基于鉴别器从类型联合中提取类型

Question

在下面的示例中，如何为withoutSwitchReducer 中的action 参数提供正确的类型？

enum ActionTypesEnum {
    FOO = 'FOO',
    BAR = 'BAR',
}

type ActionTypes = {
    type: ActionTypesEnum.FOO,
    payload: { username: string }
} | {
    type: ActionTypesEnum.BAR,
    payload: { password: string },
};

// "withSwitchReducer" works fine as TS can infer the descriminator from action.type    

function withSwitchReducer(action: ActionTypes) {
    switch (action.type) {
        case 'FOO':
            return action.payload.username;
        case 'BAR':
            return action.payload.password;
        default:
            return null;
    }
}

// The code below gives as error as "action.payload.username" is not available on "action.payload.password" and vice versa

const withoutSwitchReducer = {
    [ActionTypesEnum.FOO]: (action: ActionTypes) => {
        return action.payload.username;
    },
    [ActionTypesEnum.BAR]: (action: ActionTypes) => {
        return action.payload.password;
    }
};

此处与 Intellisense 的代码相同：TS Playground Link

Answer 1

ActionTypes 是一种复合类型。

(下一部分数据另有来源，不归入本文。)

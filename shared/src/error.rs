use std::fmt;

use serde::Deserialize;

// =========================================================
// 错误状态枚举
// =========================================================

/// 错误分类
///
/// 前端只关心“怎么展示、要不要登出”，所以分类比后端粗。
#[derive(Debug, Clone, Copy, PartialEq, Eq)]
pub enum PortalErrorStatus {
    /// 网络不可达、fetch 被拒绝等
    Network,
    /// 超过单次请求的时间上限
    Timeout,
    /// 401: 会话已失效
    Unauthorized,
    /// 后端返回了非 2xx（401 除外）
    Rejected,
    /// JSON 编解码失败
    Serialization,
    /// 浏览器存储不可用
    Storage,
}

impl PortalErrorStatus {
    pub fn error_code(&self) -> &'static str {
        match self {
            PortalErrorStatus::Network => "NETWORK_ERROR",
            PortalErrorStatus::Timeout => "REQUEST_TIMEOUT",
            PortalErrorStatus::Unauthorized => "UNAUTHORIZED",
            PortalErrorStatus::Rejected => "REQUEST_REJECTED",
            PortalErrorStatus::Serialization => "JSON_PARSE_ERROR",
            PortalErrorStatus::Storage => "STORAGE_ERROR",
        }
    }
}

// =========================================================
// 核心错误类型
// =========================================================

#[derive(Debug, Clone)]
pub struct PortalError {
    pub status: PortalErrorStatus,
    pub message: String,
    /// 服务端响应码（仅当确实收到了响应）
    http_status: Option<u16>,
    /// 后端在 body 中给出的 `message` / `error` 字段
    backend_message: Option<String>,
}

impl PortalError {
    pub fn new(status: PortalErrorStatus, message: impl Into<String>) -> Self {
        Self {
            status,
            message: message.into(),
            http_status: None,
            backend_message: None,
        }
    }

    // --- Convenience constructors ---

    pub fn network(message: impl Into<String>) -> Self {
        Self::new(PortalErrorStatus::Network, message)
    }

    pub fn timeout(message: impl Into<String>) -> Self {
        Self::new(PortalErrorStatus::Timeout, message)
    }

    pub fn unauthorized(message: impl Into<String>) -> Self {
        Self::new(PortalErrorStatus::Unauthorized, message).with_http_status(401)
    }

    pub fn serialization(message: impl Into<String>) -> Self {
        Self::new(PortalErrorStatus::Serialization, message)
    }

    pub fn storage(message: impl Into<String>) -> Self {
        Self::new(PortalErrorStatus::Storage, message)
    }

    /// 由非 2xx 响应构造错误，尽量从 body 中取出后端的提示语
    pub fn from_response(status: u16, body: &str) -> Self {
        let message = format!("request failed with status {}", status);
        let mut err = if status == 401 {
            Self::unauthorized(message)
        } else {
            Self::new(PortalErrorStatus::Rejected, message).with_http_status(status)
        };
        err.backend_message = ErrorBody::extract(body);
        err
    }

    // --- Builders ---

    pub fn with_http_status(mut self, status: u16) -> Self {
        self.http_status = Some(status);
        self
    }

    // --- Accessors ---

    pub fn error_code(&self) -> &'static str {
        self.status.error_code()
    }

    pub fn http_status(&self) -> Option<u16> {
        self.http_status
    }

    pub fn backend_message(&self) -> Option<&str> {
        self.backend_message.as_deref()
    }

    pub fn is_unauthorized(&self) -> bool {
        self.status == PortalErrorStatus::Unauthorized
    }

    /// 横幅提示文本：后端给了就用后端的，否则用调用方的兜底文案
    pub fn banner_text(&self, fallback: &str) -> String {
        self.backend_message
            .clone()
            .unwrap_or_else(|| fallback.to_string())
    }
}

impl fmt::Display for PortalError {
    fn fmt(&self, f: &mut fmt::Formatter<'_>) -> fmt::Result {
        write!(f, "[{}] {}", self.error_code(), self.message)?;
        if let Some(msg) = &self.backend_message {
            write!(f, ": {}", msg)?;
        }
        Ok(())
    }
}

impl std::error::Error for PortalError {}

impl From<serde_json::Error> for PortalError {
    fn from(e: serde_json::Error) -> Self {
        PortalError::serialization(e.to_string())
    }
}

pub type PortalResult<T> = std::result::Result<T, PortalError>;

// =========================================================
// 后端错误 body
// =========================================================

#[derive(Deserialize)]
struct ErrorBody {
    #[serde(default)]
    message: Option<String>,
    #[serde(default)]
    error: Option<String>,
}

impl ErrorBody {
    fn extract(body: &str) -> Option<String> {
        let parsed: ErrorBody = serde_json::from_str(body).ok()?;
        parsed
            .message
            .or(parsed.error)
            .filter(|m| !m.trim().is_empty())
    }
}

#[cfg(test)]
mod tests {
    use super::*;

    #[test]
    fn backend_message_prefers_message_then_error() {
        let err = PortalError::from_response(400, r#"{"message":"Email taken","error":"x"}"#);
        assert_eq!(err.banner_text("fallback"), "Email taken");

        let err = PortalError::from_response(409, r#"{"error":"Duplicate course"}"#);
        assert_eq!(err.banner_text("fallback"), "Duplicate course");
        assert_eq!(err.status, PortalErrorStatus::Rejected);
        assert_eq!(err.http_status(), Some(409));
    }

    #[test]
    fn unreadable_body_falls_back() {
        let err = PortalError::from_response(500, "<html>Bad Gateway</html>");
        assert_eq!(err.banner_text("Login failed"), "Login failed");

        let err = PortalError::from_response(400, r#"{"message":"   "}"#);
        assert_eq!(err.banner_text("Login failed"), "Login failed");
    }

    #[test]
    fn status_401_is_classified_unauthorized() {
        let err = PortalError::from_response(401, "");
        assert!(err.is_unauthorized());
        assert_eq!(err.error_code(), "UNAUTHORIZED");
        assert_eq!(err.http_status(), Some(401));
    }
}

实例化变量时，应通过as 明确指出其具体类型。

解决方案：

function withSwitchReducer(action: ActionTypes) {
    switch (action.type) {
        case 'FOO':
            return (action.payload as {
                type: ActionTypesEnum.FOO,
                payload: { username: string }
            }).username;
        case 'BAR':
            return (action.payload as {
              type: ActionTypesEnum.BAR,
              payload: { password: string }
            }).password;
        default:
            return null;
    }
}

const withoutSwitchReducer = {
    [ActionTypesEnum.FOO]: (action: ActionTypes) => {
        return (action.payload as {
            type: ActionTypesEnum.FOO,
            payload: { username: string }
        }).username;
    },
    [ActionTypesEnum.BAR]: (action: ActionTypes) => {
        return (action.payload as {
          type: ActionTypesEnum.BAR,
          payload: { password: string }
        }).password;
    }
};

更好的解决方案：

interface Foo {
    type: 'FOO'
    payload: { username: string }
}

interface Bar {
    type: 'BAR'
    payload: { password: string }
}

type ActionTypes = Foo | Bar

function withSwitchReducer(action: ActionTypes) {
    switch (action.type) {
    case 'FOO':
        return (action.payload as Foo).username;
    case 'BAR':
        return (action.payload as Bar).password;
    default:
        return null;
    }
}

const withoutSwitchReducer = {
    'FOO': (action: ActionTypes) => {
        return (action.payload as Foo).username;
    },
    'BAR': (action: ActionTypes) => {
        return (action.payload as Bar).password;
    }
};

字符串文字可以用作类型，例如var a: 'Apple'。并且你可以将它们组合起来，比如var b: 'Apple' | 'Orange'。

Answer 2

有两种方法可以做到这一点。

你可以声明一次类型：

const withoutSwitchReducer: { [k in ActionTypesEnum]: (action: Extract<ActionTypes, { type: k }>) => string } = {
    [ActionTypesEnum.FOO]: (action) => {
        return action.payload.username;
    },
    [ActionTypesEnum.BAR]: (action) => {
        return action.payload.password;
    },
};

或者您可以单独描述它们：

const withoutSwitchReducer2 = {
    [ActionTypesEnum.FOO]: (action: Extract<ActionTypes, { type: ActionTypesEnum.FOO }>) => {
        return action.payload.username;
    },
    [ActionTypesEnum.BAR]: (action: Extract<ActionTypes, { type: ActionTypesEnum.BAR }>) => {
        return action.payload.password;
    },
};

声明一次类型的好处显然是您不必一遍又一遍地做同样的事情，但单独描述它们可以让您从推断这些函数的返回类型中受益。

更新：正如评论中提到的 Titian Cernicova-Dragomir，您可以将其声明为要在其他地方重用的类型：

type ReducerMap<T extends { type: string }> = { [P in T['type']]: (action: Extract<T, { type: P }>) => any }

函数的返回类型是any。 我试图找到一种方法来推断每个定义的实际返回值，但这不太可能。

而且由于它被用作reducer map，你可能不会关心返回值，因为它被框架使用了。